A prior history of colonoscopy and GI symptoms were significant predictors of willingness to undergo screening for BE (Table 2). In the colon cancer literature, subjects with frequent office visits or history of cancer screening tests are more likely to undergo cancer screening [54, 55]. Our findings show a similar association for BE and EAC. It is unclear if the presence of symptoms results in heavier use of health care, as it has not been well studied in the literature [44]. There is conflicting data on whether responders who take more sick leaves due to digestive diseases are more likely to respond [56-58]. More studies are needed to evaluate the effects of active symptoms on screening behavior.
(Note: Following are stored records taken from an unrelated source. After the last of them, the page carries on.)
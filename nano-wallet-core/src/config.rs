//! Login configuration
//!
//! Loaded from JSON, or from the `NANO_WALLET_ENV` environment variable for
//! the build profile alone.

use serde::{Deserialize, Serialize};

use crate::error::{CoreError, CoreResult};

/// Environment variable selecting the build profile
pub const PROFILE_ENV_VAR: &str = "NANO_WALLET_ENV";

/// Build profile
///
/// Development builds pre-fill the login form from the persisted developer
/// entries and may submit it automatically.
#[derive(Debug, Clone, Copy, PartialEq, Eq, Default, Serialize, Deserialize)]
#[serde(rename_all = "lowercase")]
pub enum BuildProfile {
    Development,
    #[default]
    Production,
}

impl BuildProfile {
    pub fn is_production(self) -> bool {
        self == BuildProfile::Production
    }

    /// Parse `development`/`dev` or `production`/`prod`
    pub fn parse(value: &str) -> CoreResult<Self> {
        match value.trim().to_ascii_lowercase().as_str() {
            "development" | "dev" => Ok(BuildProfile::Development),
            "production" | "prod" => Ok(BuildProfile::Production),
            other => Err(CoreError::ConfigError(format!(
                "Unknown build profile: {other}"
            ))),
        }
    }
}

/// Login configuration
#[derive(Debug, Clone, PartialEq, Eq, Serialize, Deserialize)]
#[serde(rename_all = "camelCase", default)]
pub struct LoginConfig {
    pub profile: BuildProfile,
    /// BCP 47 code of the initial language
    pub language: String,
    /// Retries of idempotent peer requests
    pub peer_max_retries: u32,
}

impl Default for LoginConfig {
    fn default() -> Self {
        Self {
            profile: BuildProfile::default(),
            language: "en-US".to_string(),
            peer_max_retries: 2,
        }
    }
}

impl LoginConfig {
    /// Parse a JSON document; missing fields take their defaults
    pub fn from_json(json: &str) -> CoreResult<Self> {
        serde_json::from_str(json).map_err(|e| CoreError::ConfigError(e.to_string()))
    }

    /// Defaults, with the profile taken from `NANO_WALLET_ENV` when set
    pub fn from_env() -> CoreResult<Self> {
        let mut config = Self::default();
        if let Ok(value) = std::env::var(PROFILE_ENV_VAR) {
            config.profile = BuildProfile::parse(&value)?;
        }
        log::debug!("Login profile: {:?}", config.profile);
        Ok(config)
    }

    #[must_use]
    pub fn with_profile(mut self, profile: BuildProfile) -> Self {
        self.profile = profile;
        self
    }
}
We acknowledge the limitations of this study. Since the survey was performed with the assistance of appended RDD and telephone follow-up, the population surveyed consisted of English speaking, US residents with access to a telephone. However, using two methodologies (mail and phone) to select patients allowed for random sampling of the population. Second, the population sampled was overwhelmingly (97 %) non-Hispanic whites. Thus, the data may not be generalizable to the other ethnic groups. In a survey study, non-responder bias may influence validity of study results [59], as our survey response rate was 33 %. A recent study reviewed the demographic, socioeconomic and medical histories between non-responders and responders to two GI surveys administered in Olmsted county, Minnesota [43]. Comparison of both groups showed higher BMI and single/unmarried status to be a predictor of non-response, with no association to medical comorbidities or presence of GI symptoms. We found older age predicted lower rates of response, but other demographic, socioeconomic and cancer history between responder and non-responder groups were non-contributory.
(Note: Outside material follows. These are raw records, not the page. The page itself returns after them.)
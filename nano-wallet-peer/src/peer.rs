//! HTTP peer bound to a single node

use reqwest::{Client, Url};
use serde_json::{Map, Value, json};
use sha2::{Digest, Sha256};

use crate::error::{PeerError, Result};
use crate::http_client::{HttpUtils, create_http_client};
use crate::log_sanitizer::redact_secrets;
use crate::types::{AccountInfo, HttpMethod};

/// Default number of retries for idempotent requests.
const DEFAULT_MAX_RETRIES: u32 = 2;

/// Client for one node's HTTP API.
#[derive(Debug, Clone)]
pub struct HttpPeer {
    node: String,
    base: Url,
    client: Client,
    max_retries: u32,
}

impl HttpPeer {
    /// Create a peer for `node_url` (e.g. `https://hub21.lisk.io`).
    pub fn new(node_url: &str) -> Result<Self> {
        let node = node_url.trim_end_matches('/').to_string();
        let base = Url::parse(&format!("{node}/api/")).map_err(|e| PeerError::InvalidNodeUrl {
            node: node.clone(),
            detail: e.to_string(),
        })?;
        if !matches!(base.scheme(), "http" | "https") {
            return Err(PeerError::InvalidNodeUrl {
                node,
                detail: format!("unsupported scheme '{}'", base.scheme()),
            });
        }
        Ok(Self {
            node,
            base,
            client: create_http_client()?,
            max_retries: DEFAULT_MAX_RETRIES,
        })
    }

    /// Override the retry budget for idempotent requests.
    #[must_use]
    pub fn with_max_retries(mut self, max_retries: u32) -> Self {
        self.max_retries = max_retries;
        self
    }

    /// Node URL this peer talks to.
    pub fn node(&self) -> &str {
        &self.node
    }

    /// Issue a request against `/api/<path>`.
    ///
    /// GET parameters are sent as a query string (`null` entries are skipped);
    /// POST/PUT parameters as a JSON body. The `success` envelope is unwrapped.
    pub async fn request(&self, method: HttpMethod, path: &str, params: &Value) -> Result<Value> {
        let url = self.endpoint(path, method, params)?;
        let builder = match method {
            HttpMethod::Get => self.client.get(url),
            HttpMethod::Post => self.client.post(url).json(params),
            HttpMethod::Put => self.client.put(url).json(params),
        };
        if method != HttpMethod::Get {
            log::debug!("[{}] {} body: {}", self.node, method.as_str(), redact_secrets(params));
        }

        let retries = if method.is_idempotent() {
            self.max_retries
        } else {
            0
        };
        let (_, body) = HttpUtils::execute_request_with_retry(
            builder,
            &self.node,
            method.as_str(),
            path,
            retries,
        )
        .await?;
        HttpUtils::unwrap_envelope(&body, &self.node)
    }

    /// Check that the node is reachable and finished loading the chain.
    pub async fn status(&self) -> Result<()> {
        self.request(HttpMethod::Get, "loader/status", &Value::Null)
            .await
            .map(|_| ())
    }

    /// Open the account belonging to `secret`.
    pub async fn open_account(&self, secret: &str) -> Result<AccountInfo> {
        let value = self
            .request(HttpMethod::Post, "accounts/open", &json!({ "secret": secret }))
            .await?;
        self.account_field(value)
    }

    /// Look an account up by address.
    pub async fn get_account(&self, address: &str) -> Result<AccountInfo> {
        let value = self
            .request(HttpMethod::Get, "accounts", &json!({ "address": address }))
            .await
            .map_err(|e| match e {
                PeerError::Rejected { node, message } if message.contains("not found") => {
                    PeerError::AccountNotFound {
                        node,
                        address: address.to_string(),
                    }
                }
                other => other,
            })?;
        self.account_field(value)
    }

    /// Look an account up by its public key.
    pub async fn get_account_by_public_key(&self, public_key: &str) -> Result<AccountInfo> {
        let address = address_from_public_key(public_key).map_err(|detail| {
            PeerError::InvalidParameter {
                node: self.node.clone(),
                param: "publicKey".to_string(),
                detail,
            }
        })?;
        self.get_account(&address).await
    }

    /// Whether `public_key` is registered as a delegate.
    pub async fn is_delegate(&self, public_key: &str) -> Result<bool> {
        match self
            .request(
                HttpMethod::Get,
                "delegates/get",
                &json!({ "publicKey": public_key }),
            )
            .await
        {
            Ok(value) => Ok(value.get("delegate").is_some_and(|d| !d.is_null())),
            Err(PeerError::Rejected { .. }) => Ok(false),
            Err(e) => Err(e),
        }
    }

    fn account_field(&self, mut value: Value) -> Result<AccountInfo> {
        let account = value.get_mut("account").map(Value::take).ok_or_else(|| {
            PeerError::ParseError {
                node: self.node.clone(),
                detail: "response has no 'account' field".to_string(),
            }
        })?;
        serde_json::from_value(account).map_err(|e| PeerError::ParseError {
            node: self.node.clone(),
            detail: e.to_string(),
        })
    }

    fn endpoint(&self, path: &str, method: HttpMethod, params: &Value) -> Result<Url> {
        let mut url = self
            .base
            .join(path.trim_start_matches('/'))
            .map_err(|e| PeerError::InvalidNodeUrl {
                node: self.node.clone(),
                detail: e.to_string(),
            })?;
        if method == HttpMethod::Get {
            if let Some(query) = build_query(params) {
                url.set_query(Some(&query));
            }
        }
        Ok(url)
    }
}

/// Encode a flat JSON object as a query string, skipping `null` values.
fn build_query(params: &Value) -> Option<String> {
    let map: &Map<String, Value> = params.as_object()?;
    let pairs: Vec<String> = map
        .iter()
        .filter_map(|(key, value)| {
            let rendered = match value {
                Value::Null => return None,
                Value::String(s) => s.clone(),
                other => other.to_string(),
            };
            Some(format!(
                "{}={}",
                urlencoding::encode(key),
                urlencoding::encode(&rendered)
            ))
        })
        .collect();
    if pairs.is_empty() {
        None
    } else {
        Some(pairs.join("&"))
    }
}

/// Derive the `<number>L` address of a hex-encoded public key.
///
/// The address is the first eight bytes of `sha256(public_key)`, read
/// little-endian, followed by `L`.
pub fn address_from_public_key(public_key: &str) -> std::result::Result<String, String> {
    let bytes = hex::decode(public_key).map_err(|e| format!("not hex: {e}"))?;
    if bytes.len() != 32 {
        return Err(format!("expected 32 bytes, got {}", bytes.len()));
    }
    let digest = Sha256::digest(&bytes);
    let mut head = [0u8; 8];
    head.copy_from_slice(&digest[..8]);
    Ok(format!("{}L", u64::from_le_bytes(head)))
}

#[cfg(test)]
mod tests {
    use super::*;

    #[test]
    fn rejects_unsupported_scheme() {
        let err = HttpPeer::new("ftp://node.example").unwrap_err();
        assert!(matches!(err, PeerError::InvalidNodeUrl { .. }));
    }

    #[test]
    fn trailing_slash_is_trimmed() {
        let peer = HttpPeer::new("https://hub21.lisk.io/").unwrap();
        assert_eq!(peer.node(), "https://hub21.lisk.io");
    }

    #[test]
    fn get_endpoint_carries_query() {
        let peer = HttpPeer::new("http://localhost:4000").unwrap();
        let url = peer
            .endpoint(
                "transactions",
                HttpMethod::Get,
                &json!({ "senderId": "123L", "recipientId": null, "limit": 20 }),
            )
            .unwrap();
        assert_eq!(url.path(), "/api/transactions");
        let query = url.query().unwrap();
        assert!(query.contains("senderId=123L"));
        assert!(query.contains("limit=20"));
        assert!(!query.contains("recipientId"));
    }

    #[test]
    fn put_endpoint_has_no_query() {
        let peer = HttpPeer::new("http://localhost:4000").unwrap();
        let url = peer
            .endpoint("transactions", HttpMethod::Put, &json!({ "secret": "s" }))
            .unwrap();
        assert!(url.query().is_none());
    }

    #[test]
    fn address_from_known_public_key() {
        let address = address_from_public_key(
            "c094ebee7ec0c50ebee32918655e089f6e1a604b83bcaa760293c61e0f18ab6f",
        )
        .unwrap();
        assert_eq!(address, "16313739661670634666L");
    }

    #[test]
    fn address_from_short_key_fails() {
        assert!(address_from_public_key("abcd").is_err());
        assert!(address_from_public_key("zz").is_err());
    }
}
The diagnosis of BE is known to be associated with increased insurance costs [60], increased participation in surveillance visits, and associated endoscopic procedures [61, 62]. Currently, a surveillance program for BE/EAC is also controversial as there is no level 1 evidence to document a survival benefit from surveillance. However, surveillance to detect BE has been found to be cost effective [63]. VCE and uTNE have been studied in the BE population, and are considered potential alternatives to sEGD for screening. The willingness to undergo screening is influenced by the perception of the risk of the procedure and associated financial costs. Our survey did not describe these aspects in detail, and we did not ascertain whether such variables would affect the acceptance of these tests, as these variables would be difficult to assess in an unsupervised survey study.
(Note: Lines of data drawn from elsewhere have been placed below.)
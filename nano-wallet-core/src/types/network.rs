//! Network type definitions

use serde::{Deserialize, Serialize};

use crate::error::{CoreError, CoreResult};

/// Known network kinds, in declaration order.
///
/// The index of each variant is stable: it is the value of the network
/// selector and the value persisted under the `network` key.
#[derive(Debug, Clone, Copy, PartialEq, Eq, Hash, Default, Serialize, Deserialize)]
#[serde(rename_all = "camelCase")]
pub enum NetworkCode {
    #[default]
    Mainnet,
    Testnet,
    CustomNode,
}

impl NetworkCode {
    /// All codes in declaration order
    pub fn all() -> &'static [NetworkCode] {
        &[
            NetworkCode::Mainnet,
            NetworkCode::Testnet,
            NetworkCode::CustomNode,
        ]
    }

    /// Stable index of the code
    pub fn index(self) -> usize {
        match self {
            NetworkCode::Mainnet => 0,
            NetworkCode::Testnet => 1,
            NetworkCode::CustomNode => 2,
        }
    }

    /// Look a code up by its stable index
    pub fn from_index(index: usize) -> CoreResult<Self> {
        Self::all()
            .get(index)
            .copied()
            .ok_or_else(|| CoreError::InvalidNetworkCode(index.to_string()))
    }

    /// Parse a persisted or form value (`"0"`, `"1"`, `"2"`)
    pub fn parse(value: &str) -> CoreResult<Self> {
        value
            .trim()
            .parse::<usize>()
            .map_err(|_| CoreError::InvalidNetworkCode(value.to_string()))
            .and_then(Self::from_index)
    }

    /// Untranslated display name, also used as translation key
    pub fn name(self) -> &'static str {
        match self {
            NetworkCode::Mainnet => "Mainnet",
            NetworkCode::Testnet => "Testnet",
            NetworkCode::CustomNode => "Custom Node",
        }
    }

    /// Fixed endpoint of the network; `None` for a custom node
    pub fn well_known_address(self) -> Option<&'static str> {
        match self {
            NetworkCode::Mainnet => Some("https://hub21.lisk.io"),
            NetworkCode::Testnet => Some("https://testnet.lisk.io"),
            NetworkCode::CustomNode => None,
        }
    }
}

/// A network the wallet can connect to
#[derive(Debug, Clone, PartialEq, Eq, Serialize, Deserialize)]
pub struct Network {
    pub code: NetworkCode,
    pub name: String,
    /// Node URL. User-supplied for a custom node, fixed otherwise.
    pub address: Option<String>,
}

impl Network {
    /// Same network identity: equal `code` and `address`.
    pub fn same_identity(&self, other: &Network) -> bool {
        self.code == other.code && self.address == other.address
    }
}

/// Entry of the network selector
#[derive(Debug, Clone, PartialEq, Eq, Serialize, Deserialize)]
pub struct NetworkOption {
    pub label: String,
    pub value: usize,
}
In summary, though a minority of responders in SE Minnesota was initially aware of BE, following education about BE and EAC, a majority of responders with risk factors for BE/EAC expressed a willingness to undergo screening. Responders appear to be more willing to undergo screening by unsedated techniques, with VCE being the most acceptable. Further studies on which populations should be targeted for screening are needed to make screening feasible and cost effective.

Acknowledgments

The authors received supported in part by the American College of Gastroenterology Junior Faculty Development Award and the NIDDK (RC4DK090413).

Abbreviations

BE

Barrett’s esophagus

EAC

Esophageal adenocarcinoma

GER

Gastroesophageal reflux

GERD

Gastroesophageal reflux disease

RDD

Random digit dialing

SEGD

Sedated endoscopy

SRC

Survey Research Center

USPS

United States Postal Service

uTNE

Unsedated transnasal endoscopy

VCE

Video capsule endoscopy

Footnotes

Conflict of interest Dr. Iyer: Takeda funding. Other authors do not have conflict of interest to disclose.